The last few years have seen Brooklyn's wayward anomaly Animal Collective dropped into the musical petri dish multiple times, doused with whatever was lying around beneath the kitchen sink and mutating at an accelerated pace. They have migrated from lysergically laced experimental arrangements toward more accessible folk and pop influences, emphasized in the abundant employ of processed vocals and harmonies. Their latest CD, Sung Tongs, is a full, rich work of interwoven voice and acoustic guitar strewn with smatterings of Brazilian rhythms and broken hip-hop beats, as well as a boundless sense of play evidenced by the studio-as-laboratory engineering.

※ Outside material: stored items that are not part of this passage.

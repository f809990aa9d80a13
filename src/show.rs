//! Browsing the category index.
//!
//! `notesort show` lists canonical categories with their entry counts;
//! `notesort show <category>` prints one bucket.

use anyhow::{bail, Result};
use serde::Serialize;

use crate::config::Config;
use crate::models::{CategoryIndex, IndexEntry};
use crate::snapshot;

#[derive(Debug, Clone, Serialize)]
pub struct CategorySummary {
    pub category: String,
    pub entries: usize,
}

/// Categories in index order with their entry counts.
pub fn list_categories(index: &CategoryIndex) -> Vec<CategorySummary> {
    index
        .buckets
        .iter()
        .map(|(category, entries)| CategorySummary {
            category: category.clone(),
            entries: entries.len(),
        })
        .collect()
}

/// Look up a bucket by exact name, then case-insensitively.
pub fn find_category<'a>(
    index: &'a CategoryIndex,
    name: &str,
) -> Option<(&'a str, &'a [IndexEntry])> {
    index
        .buckets
        .get_key_value(name)
        .or_else(|| {
            index
                .buckets
                .iter()
                .find(|(k, _)| k.eq_ignore_ascii_case(name))
        })
        .map(|(k, v)| (k.as_str(), v.as_slice()))
}

/// `notesort show` command.
pub async fn run_show(config: &Config, category: Option<&str>, json: bool) -> Result<()> {
    let index: CategoryIndex = snapshot::read_snapshot(&config.paths.snapshots().index)?;

    let Some(name) = category else {
        let summaries = list_categories(&index);
        if json {
            println!("{}", serde_json::to_string_pretty(&summaries)?);
        } else {
            println!("{:<40} {:>7}", "CATEGORY", "ENTRIES");
            for s in &summaries {
                println!("{:<40} {:>7}", s.category, s.entries);
            }
        }
        return Ok(());
    };

    let Some((canonical, entries)) = find_category(&index, name) else {
        bail!("category not found: {}", name);
    };

    if json {
        println!("{}", serde_json::to_string_pretty(entries)?);
    } else {
        println!("{} ({} entries)", canonical, entries.len());
        println!("{}", "=".repeat(canonical.len()));
        for entry in entries {
            println!("- [note {}] {}", entry.note_id, entry.content);
        }
    }
    Ok(())
}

Animal Collective's folk leanings shouldn't be misunderstood as being any sort of vapid granola trend, as all the signposts pointing to their current, digitally fractured sound have been present and alive on the group's previous recordings. As member Brian Weitz (or "Geologist," as he's known in the band) says, "That's just what we were exploring for a period of time, and I'm sure we'll come back to it again, but hopefully differently. We've always loved acoustic music, but we don't have any interest in doing the folk-revival thing. I don't understand why people put us in that group of musicians. Maybe it's the presence of acoustic guitars, or because we like Vashti Bunyan and worked with her, but I don't think the song structures are traditional in any way on records like Campfire Songs or Sung Tongs. Right now our music is mostly electric."
When asked if there is a shamanistic element to their music (which one could easily assume, given the group's, um, animal tendencies, not to mention the bunny and turtle suits), he explains, "We're very connected to nature on a personal and unconscious level. We have been ever since we were kids. It's definitely a common bond we share. I think this intuitive love of nature makes us drawn to shamanism. We're conscious of it, but it's because we believe that it's the right way for us to express ourselves. It's not conscious in a gimmicky way."
In fact, there is little at all obvious, or worse, gimmicky, about the music. It teeters gingerly between darling postures composed of awkward pastoral romanticism on the one hand, and on the other risks embracing psychedelic oddness for its own sake. While their latest effort does take a firm step in a more conventional direction, Sung Tongs is more confounding because of the impossibility of eluding attempts at driving a categorical stake through its beating heart. Animal Collective manages not to fall to either side of the equation, choosing instead to give credence to both the conventional and the profound in equal measure.